Hi all,
I recently had an issue where, running kernel 2.6.32-358.11.1, the box would be up for about five minutes, then would crash and reboot. kdump saved the vmcore files, so I was hoping to run crash against them to see why this was occurring. I copied the vmcores to another machine, installed the kernel-debuginfo package, and gave it a try, but had no success:
$ crash /usr/lib/debug/lib/modules/2.6.32-358.11.1.el6.centos.plus.x86_64/vmlinux vmcore
crash 6.1.0-1.el6 Copyright (C) 2002-2012 Red Hat, Inc. Copyright (C) 2004, 2005, 2006, 2010 IBM Corporation Copyright (C) 1999-2006 Hewlett-Packard Co Copyright (C) 2005, 2006, 2011, 2012 Fujitsu Limited Copyright (C) 2006, 2007 VA Linux Systems Japan K.K. Copyright (C) 2005, 2011 NEC Corporation Copyright (C) 1999, 2002, 2007 Silicon Graphics, Inc.
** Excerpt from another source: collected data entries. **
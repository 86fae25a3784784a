//! # OxiZip Deflate
//!
//! Raw DEFLATE (RFC 1951) backend for the OxiZip container codec.
//!
//! The streams carry no zlib or gzip framing, which is what ZIP method 8
//! expects. Compression itself is done by `flate2`, using its pure Rust
//! backend unless the `zlib` feature selects the system library.
//!
//! ## Example
//!
//! ```rust
//! use oxizip_deflate::{deflate, inflate};
//!
//! let original = b"Hello, World! Hello, World!";
//! let compressed = deflate(original, 6).unwrap();
//!
//! let decompressed = inflate(&compressed, original.len()).unwrap();
//! assert_eq!(&decompressed, original);
//! ```
//!
//! ## Compression Levels
//!
//! - Level 0: No compression (stored blocks)
//! - Level 1-3: Fast compression
//! - Level 4-6: Balanced
//! - Level 7-9: Best compression (slower); the container default is 8

#![warn(missing_docs)]
#![warn(clippy::all)]
#![allow(clippy::module_name_repetitions)]

use flate2::write::DeflateEncoder;
use flate2::{Compression, Decompress, FlushDecompress, Status};
use oxizip_core::error::ProviderError;
use oxizip_core::traits::CompressionProvider;
use std::io::Write;
use zeroize::Zeroizing;

/// Highest DEFLATE level.
pub const MAX_LEVEL: u32 = 9;

/// Compress `data` into a raw DEFLATE stream at `level` (clamped to 0-9).
pub fn deflate(data: &[u8], level: u32) -> Result<Vec<u8>, ProviderError> {
    let capacity = data.len() / 2 + 64;
    let mut encoder = DeflateEncoder::new(
        Vec::with_capacity(capacity),
        Compression::new(level.min(MAX_LEVEL)),
    );
    encoder.write_all(data)?;
    Ok(encoder.finish()?)
}

/// Output grows in steps of at least this many bytes.
const GROW_STEP: usize = 64 * 1024;

/// Decompress a raw DEFLATE stream that must expand to exactly `expected_len` bytes.
///
/// `expected_len` is only a ceiling: the output buffer grows with what the
/// stream actually produces and stops one byte past it, so an overlong or
/// lying length is rejected without allocating the declared size. Partial
/// output is wiped before an error is returned.
pub fn inflate(data: &[u8], expected_len: usize) -> Result<Vec<u8>, ProviderError> {
    let mut decompress = Decompress::new(false);
    // One spare byte so that overlong streams are detected, not truncated
    let limit = expected_len.saturating_add(1);
    let mut output = Zeroizing::new(Vec::with_capacity(limit.min(GROW_STEP)));

    let status = loop {
        if output.len() == output.capacity() {
            let step = GROW_STEP.max(output.len()).min(limit - output.len());
            grow(&mut output, step);
        }

        let consumed = decompress.total_in() as usize;
        let produced = output.len();
        let status = decompress
            .decompress_vec(&data[consumed..], &mut *output, FlushDecompress::Finish)
            .map_err(|e| ProviderError::new(format!("corrupt deflate stream: {e}")))?;

        if status == Status::StreamEnd || output.len() >= limit {
            break status;
        }
        // Input exhausted without the end of stream
        if decompress.total_in() as usize == consumed && output.len() == produced {
            break status;
        }
    };

    if output.len() != expected_len {
        return Err(ProviderError::new(format!(
            "inflated size mismatch: expected {} bytes, got {}",
            expected_len,
            output.len()
        )));
    }

    if status != Status::StreamEnd {
        return Err(ProviderError::new("deflate stream is truncated"));
    }

    Ok(std::mem::take(&mut *output))
}

/// Move `output` into a buffer with `additional` more capacity.
///
/// The old allocation is wiped on drop instead of being released by `reserve`.
fn grow(output: &mut Zeroizing<Vec<u8>>, additional: usize) {
    let mut bigger = Zeroizing::new(Vec::with_capacity(output.len() + additional));
    bigger.extend_from_slice(&output[..]);
    std::mem::swap(output, &mut bigger);
}

/// [`CompressionProvider`] producing raw DEFLATE at a fixed level.
#[derive(Debug, Clone, Copy, PartialEq, Eq)]
pub struct Deflater {
    level: u32,
}

impl Deflater {
    /// Create a backend compressing at `level` (clamped to 0-9).
    pub fn new(level: u32) -> Self {
        Self {
            level: level.min(MAX_LEVEL),
        }
    }

    /// The compression level in use.
    pub fn level(&self) -> u32 {
        self.level
    }
}

impl Default for Deflater {
    fn default() -> Self {
        Self::new(8)
    }
}

impl CompressionProvider for Deflater {
    fn deflate(&self, data: &[u8]) -> Result<Vec<u8>, ProviderError> {
        deflate(data, self.level)
    }

    fn inflate(&self, data: &[u8], expected_len: usize) -> Result<Vec<u8>, ProviderError> {
        inflate(data, expected_len)
    }
}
Copyright (C) 1999, 2000, 2001, 2002 Mission Critical Linux, Inc. This program is free software, covered by the GNU General Public License, and you are welcome to change it and/or distribute copies of it under certain conditions. Enter "help copying" to see the conditions. This program has absolutely no warranty. Enter "help warranty" for details.
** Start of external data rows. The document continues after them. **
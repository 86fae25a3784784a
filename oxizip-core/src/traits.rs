//! Capability traits for the primitives the container codec builds on.
//!
//! The codec never implements PBKDF2, AES, HMAC or DEFLATE itself. It asks a
//! [`CryptoProvider`] and a [`CompressionProvider`] for them, so any backend
//! implementing the standard algorithms can be plugged in.

use crate::error::ProviderError;

/// A keyed single-block AES encryptor (ECB on one 16-byte block).
pub trait BlockEncryptor {
    /// Encrypt one block in place.
    fn encrypt_block(&self, block: &mut [u8; 16]);
}

/// Cryptographic primitives required by WinZip AES encryption.
pub trait CryptoProvider: Send + Sync {
    /// Keyed AES-256 block encryptor produced by [`CryptoProvider::block_encryptor`].
    type Block: BlockEncryptor;

    /// Fill `output` with PBKDF2-HMAC-SHA1(`password`, `salt`, `iterations`).
    fn derive_key(
        &self,
        password: &[u8],
        salt: &[u8],
        iterations: u32,
        output: &mut [u8],
    ) -> Result<(), ProviderError>;

    /// Expand an AES-256 key into a block encryptor.
    fn block_encryptor(&self, key: &[u8; 32]) -> Result<Self::Block, ProviderError>;

    /// Full 20-byte HMAC-SHA1 of `data` under `key`.
    fn hmac_sha1(&self, key: &[u8], data: &[u8]) -> Result<[u8; 20], ProviderError>;

    /// Fill `output` with cryptographically secure random bytes.
    fn random_bytes(&self, output: &mut [u8]) -> Result<(), ProviderError>;
}

/// Raw DEFLATE (RFC 1951, no zlib or gzip framing).
pub trait CompressionProvider: Send + Sync {
    /// Compress `data` into a raw DEFLATE stream.
    fn deflate(&self, data: &[u8]) -> Result<Vec<u8>, ProviderError>;

    /// Decompress a raw DEFLATE stream that must expand to exactly
    /// `expected_len` bytes. Output beyond `expected_len` is never produced.
    fn inflate(&self, data: &[u8], expected_len: usize) -> Result<Vec<u8>, ProviderError>;
}
//! # OxiZip AES
//!
//! Password-protected single-entry ZIP containers in the WinZip AE-1
//! format (AES-256).
//!
//! The plaintext is compressed with raw DEFLATE, encrypted with AES-256 in
//! CTR mode and authenticated with a truncated HMAC-SHA1. Keys come from
//! PBKDF2-HMAC-SHA1 over the password and a random 16-byte salt. The result
//! is a complete ZIP archive with one entry named `data` that standard
//! tools (7-Zip, WinZip) can open.
//!
//! ## Example
//!
//! ```rust
//! let container = oxizip_aes::encode(b"Hello, World!", b"secret").unwrap();
//! assert_eq!(&container[..4], b"PK\x03\x04");
//!
//! let plaintext = oxizip_aes::decode(&container, b"secret").unwrap();
//! assert_eq!(plaintext, b"Hello, World!");
//! ```
//!
//! ## Failure modes
//!
//! Decoding distinguishes a malformed container, a wrong password, tampered
//! ciphertext and a CRC mismatch; see [`ErrorKind`].
//!
//! ```rust
//! use oxizip_aes::ErrorKind;
//!
//! let container = oxizip_aes::encode(b"top secret", b"right").unwrap();
//! let err = oxizip_aes::decode(&container, b"wrong").unwrap_err();
//! assert!(matches!(err.kind(), ErrorKind::WrongPassword | ErrorKind::Tamper));
//! ```
//!
//! ## Backends
//!
//! [`Encoder`] and [`Decoder`] are generic over a
//! [`CryptoProvider`](oxizip_core::CryptoProvider) and a
//! [`CompressionProvider`](oxizip_core::CompressionProvider). The defaults
//! are [`RustCrypto`] and [`oxizip_deflate::Deflater`].

#![warn(missing_docs)]
#![warn(clippy::all)]
#![allow(clippy::module_name_repetitions)]

pub mod config;
pub mod zip;

// Re-exports
pub use config::{EncodeOptions, ZipCompressionLevel};
pub use oxizip_core::error::{ErrorKind, OxiZipError, Result};
pub use zip::{Decoder, Encoder, EntryInfo, RustCrypto, read_entry_info};

/// Encrypt `plaintext` under `password` with the default settings.
pub fn encode(plaintext: impl AsRef<[u8]>, password: impl AsRef<[u8]>) -> Result<Vec<u8>> {
    Encoder::new().encode(plaintext.as_ref(), password.as_ref())
}

/// Authenticate and decrypt a container produced by [`encode`].
pub fn decode(container: impl AsRef<[u8]>, password: impl AsRef<[u8]>) -> Result<Vec<u8>> {
    Decoder::new().decode(container.as_ref(), password.as_ref())
}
GNU gdb (GDB) 7.3.1 Copyright (C) 2011 Free Software Foundation, Inc. License GPLv3+: GNU GPL version 3 or later http://gnu.org/licenses/gpl.html This is free software: you are free to change and redistribute it. There is NO WARRANTY, to the extent permitted by law. Type "show copying" and "show warranty" for details. This GDB was configured as "x86_64-unknown-linux-gnu"...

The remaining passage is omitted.